C'est pourquoi, dans un premier temps, je me suis attaché à établir un état des lieux. Il comporte deux parties. Dans la première, j'ai réuni un ensemble de données objectives sur la profession.

En voici les principaux éléments.

Il y a en France 14.500 vétérinaires en activité :

  • 76% ont une activité libérale
  • 10% sont salariés du secteur privé
  • Les vétérinaires libéraux exercent pour seulement 24% d'entre eux en clientèle rurale ou en clientèle mixte à dominante rurale.


Quant à la densité vétérinaire en France rapportée à la tête de gros bétail, elle n'est nulle part catastrophique même si elle tend à s'abaisser dans certaines régions comme le Limousin. Elle  varie grosso modo entre 4 et 6000 avec une moyenne nationale à 6200.

J'ai dans un second temps, et pour reprendre l'expression du Ministre quand il a évoqué mon rapport à Toulouse le 31 janvier dernier, dressé un diagnostic sans fard de la situation des praticiens ruraux. Je n'ai essayé ni d'être alarmiste, ni d'être lénifiant. J'ai simplement tenté de montrer les choses telles qu'elles étaient.

Il est vrai que dans la profession le malaise est réel mais il est tout aussi vrai qu'il n'est ni aussi généralisé ni aussi profond qu'on le dit parfois. Bien entendu, d'une région à l'autre, d'un individu à l'autre, d'un secteur d'activité à l'autre, il existe d'énormes différences.

On peut cependant dire sans courir grand risque de se tromper :

a) Que la vie du praticien rural reste pénible et que cela est d'autant plus profondément, d'autant plus intensément ressenti que l'ambiance générale est beaucoup plus à l'allègement des horaires et à l'amélioration des conditions de travail qu'au stakhanovisme. Ce qui paraissait acceptable, il y a dix ans à peine, est aujourd'hui quasiment insupportable.

b) Que les praticiens ruraux souffrent plus qu'ils n'osent l'avouer des relations peu amènes qu'ils entretiennent de plus en plus souvent avec un nombre croissant de leurs clients. Ils souffrent à l'évidence d'un certain manque de considération. Cela ne leur est pas particulier: les médecins ont émis les mêmes doléances tout au long de leur mouvement de protestation.

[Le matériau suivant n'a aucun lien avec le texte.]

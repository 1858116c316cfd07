//! Runtime configuration for webhook delivery.

use std::time::Duration;

/// Configuration for the delivery pipeline.
///
/// Defaults carry the production values: destinations are restricted to
/// localhost, disallowed targets degrade to the local receiver sink, and
/// the retry schedule is 600s doubling per attempt with up to 5 retries.
#[derive(Debug, Clone)]
pub struct WebhookConfig {
    /// Hosts a destination URL may point at. Checked case-insensitively
    /// against the parsed host of the subscription URL.
    pub allowed_hosts: Vec<String>,
    /// Where disallowed or malformed destinations are redirected.
    pub sink_url: String,
    /// Policy tag sent in the `X-Security-Policy` header and recorded in
    /// `security_info.policy`.
    pub policy_tag: String,
    /// Timeout for the outbound POST.
    pub request_timeout: Duration,
    /// `User-Agent` for outbound requests.
    pub user_agent: String,
    /// Base delay for the exponential retry backoff.
    pub backoff_base: Duration,
    /// Maximum number of retries after the initial attempt. Exhaustion
    /// deactivates the subscription.
    pub max_retries: u32,
    /// Upper bound of the random jitter added to each backoff delay.
    pub jitter_cap: Duration,
    /// Number of concurrent delivery workers.
    pub workers: usize,
    /// Capacity of the in-process delivery queue.
    pub queue_capacity: usize,
}

impl Default for WebhookConfig {
    fn default() -> Self {
        Self {
            allowed_hosts: vec![
                "localhost".to_string(),
                "127.0.0.1".to_string(),
                "0.0.0.0".to_string(),
                "::1".to_string(),
            ],
            sink_url: "http://localhost:8000/api/webhooks/local-receiver/".to_string(),
            policy_tag: "localhost-only".to_string(),
            request_timeout: Duration::from_secs(30),
            user_agent: "quarry-webhooks/1.0".to_string(),
            backoff_base: Duration::from_secs(600),
            max_retries: 5,
            jitter_cap: Duration::from_secs(60),
            workers: 4,
            queue_capacity: 256,
        }
    }
}

impl WebhookConfig {
    /// Replace the destination allow-list.
    #[must_use]
    pub fn with_allowed_hosts<I, S>(mut self, hosts: I) -> Self
    where
        I: IntoIterator<Item = S>,
        S: Into<String>,
    {
        self.allowed_hosts = hosts.into_iter().map(Into::into).collect();
        self
    }

    /// Set the sink destination for disallowed URLs.
    #[must_use]
    pub fn with_sink_url(mut self, url: impl Into<String>) -> Self {
        self.sink_url = url.into();
        self
    }

    /// Set the outbound request timeout.
    #[must_use]
    pub fn with_request_timeout(mut self, timeout: Duration) -> Self {
        self.request_timeout = timeout;
        self
    }

    /// Set the retry backoff base delay.
    #[must_use]
    pub fn with_backoff_base(mut self, base: Duration) -> Self {
        self.backoff_base = base;
        self
    }

    /// Set the maximum retry count.
    #[must_use]
    pub fn with_max_retries(mut self, max: u32) -> Self {
        self.max_retries = max;
        self
    }

    /// Set the jitter cap for retry delays.
    #[must_use]
    pub fn with_jitter_cap(mut self, cap: Duration) -> Self {
        self.jitter_cap = cap;
        self
    }

    /// Set the worker count.
    #[must_use]
    pub fn with_workers(mut self, workers: usize) -> Self {
        self.workers = workers;
        self
    }
}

c) Que ces mêmes praticiens tolèrent de plus en plus mal de se voir, selon leur expression, appelés en pompiers et de n'intervenir qu'en urgence.

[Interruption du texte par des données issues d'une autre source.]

//! Entity categories and mutation verbs.

use serde::{Deserialize, Serialize};
use std::fmt::{Display, Formatter};

/// The category of entity a change event refers to.
///
/// `ModuleIssue` and `CycleIssue` are sub-entity categories: an issue being
/// added to or removed from a module/cycle. They have no subscription flag
/// of their own and route through their parent's flag (see
/// [`EventCategory::routing_flag`]).
#[derive(Debug, Clone, Copy, PartialEq, Eq, Hash, Serialize, Deserialize)]
#[serde(rename_all = "snake_case")]
pub enum EventCategory {
    Project,
    Issue,
    Cycle,
    Module,
    IssueComment,
    ModuleIssue,
    CycleIssue,
}

impl EventCategory {
    /// String form used on the wire (`X-Event` header, payload `event` field).
    #[must_use]
    pub fn as_str(&self) -> &'static str {
        match self {
            Self::Project => "project",
            Self::Issue => "issue",
            Self::Cycle => "cycle",
            Self::Module => "module",
            Self::IssueComment => "issue_comment",
            Self::ModuleIssue => "module_issue",
            Self::CycleIssue => "cycle_issue",
        }
    }

    /// Parse from the wire string form.
    #[must_use]
    pub fn parse(s: &str) -> Option<Self> {
        match s {
            "project" => Some(Self::Project),
            "issue" => Some(Self::Issue),
            "cycle" => Some(Self::Cycle),
            "module" => Some(Self::Module),
            "issue_comment" => Some(Self::IssueComment),
            "module_issue" => Some(Self::ModuleIssue),
            "cycle_issue" => Some(Self::CycleIssue),
            _ => None,
        }
    }

    /// The subscription flag a category routes through.
    ///
    /// Sub-entity events share their parent's flag: `module_issue` routes
    /// via `module`, `cycle_issue` via `cycle`. Everything else maps to
    /// itself.
    #[must_use]
    pub fn routing_flag(&self) -> EventCategory {
        match self {
            Self::ModuleIssue => Self::Module,
            Self::CycleIssue => Self::Cycle,
            other => *other,
        }
    }
}

impl Display for EventCategory {
    fn fmt(&self, f: &mut Formatter<'_>) -> std::fmt::Result {
        f.write_str(self.as_str())
    }
}

/// What happened to the entity.
#[derive(Debug, Clone, Copy, PartialEq, Eq, Hash, Serialize, Deserialize)]
#[serde(rename_all = "snake_case")]
pub enum EventVerb {
    Created,
    Updated,
    Deleted,
}

impl EventVerb {
    #[must_use]
    pub fn as_str(&self) -> &'static str {
        match self {
            Self::Created => "created",
            Self::Updated => "updated",
            Self::Deleted => "deleted",
        }
    }

    /// Normalized action name used in the delivered payload.
    #[must_use]
    pub fn action(&self) -> &'static str {
        match self {
            Self::Created => "create",
            Self::Updated => "update",
            Self::Deleted => "delete",
        }
    }
}

impl Display for EventVerb {
    fn fmt(&self, f: &mut Formatter<'_>) -> std::fmt::Result {
        f.write_str(self.as_str())
    }
}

d) Que la plupart d'entre eux reprochent aux Pouvoirs publics de leur avoir beaucoup demandé sans rien leur avoir donné en échange, pas même un peu de considération.

Parmi les lettres qui m'ont été adressées, et j'en ai reçu beaucoup, plusieurs dizaines, certaines étaient très émouvantes. Je me permettrai simplement de citer quelques mots de l'une d'entre elles, tout à la fois  chaleureuse, touchante et très représentative:Pardonnez moi, me disait son auteur en guise de conclusion, mais je vous ai envoyé une lettre vidange de coeur.

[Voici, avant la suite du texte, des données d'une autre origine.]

//! HMAC-SHA256 payload signing.
//!
//! The signature covers exactly the serialized payload bytes that are
//! transmitted, so a receiver can recompute it over the raw request body.

use hmac::{Hmac, Mac};
use sha2::Sha256;

type HmacSha256 = Hmac<Sha256>;

/// Compute the HMAC-SHA256 signature for a payload.
///
/// Returns the hex-encoded signature sent in the `X-Signature` header.
pub fn compute_signature(secret: &str, body: &[u8]) -> String {
    let mut mac = <HmacSha256 as Mac>::new_from_slice(secret.as_bytes())
        .expect("HMAC can take key of any size");

    mac.update(body);

    hex::encode(mac.finalize().into_bytes())
}

/// Verify an HMAC-SHA256 signature using constant-time comparison.
pub fn verify_signature(expected_hex: &str, secret: &str, body: &[u8]) -> bool {
    let computed = compute_signature(secret, body);
    constant_time_eq(expected_hex.as_bytes(), computed.as_bytes())
}

/// Constant-time byte comparison to prevent timing attacks.
fn constant_time_eq(a: &[u8], b: &[u8]) -> bool {
    use subtle::ConstantTimeEq;
    a.ct_eq(b).into()
}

En bref, inutile d'épiloguer, l'exercice en milieu rural pose de réels problèmes et cela se mesure à deux éléments concrets :

      a) Il est extrêmement difficile de trouver, quelle que soit la période de l'année, des remplaçants en clientèle rurale.

      b) Il est quasiment impossible de céder une  clientèle rurale.

Bien entendu, j'ai souhaité savoir ce que pensaient les jeunes de cette situation. J'ai une fois encore réuni un certain nombre de données chiffrées et posé beaucoup de questions, en tête à tête, tant à des étudiants qu'à de récents diplômés.

Deux mots des écoles pour commencer: j'ai comparé les écoles entre elles à deux périodes différentes: en 1987 et en 1997. à dix ans d'intervalle donc.

En 1987, le pourcentage des filles admis dans les écoles variait entre 32,6% pour Nantes et 36,7% pour Alfort. En 1997, ce même pourcentage variait entre 58,1% pour Nantes et Alfort et 60,2% pour Lyon. En 2001, 69% des admis étaient des filles.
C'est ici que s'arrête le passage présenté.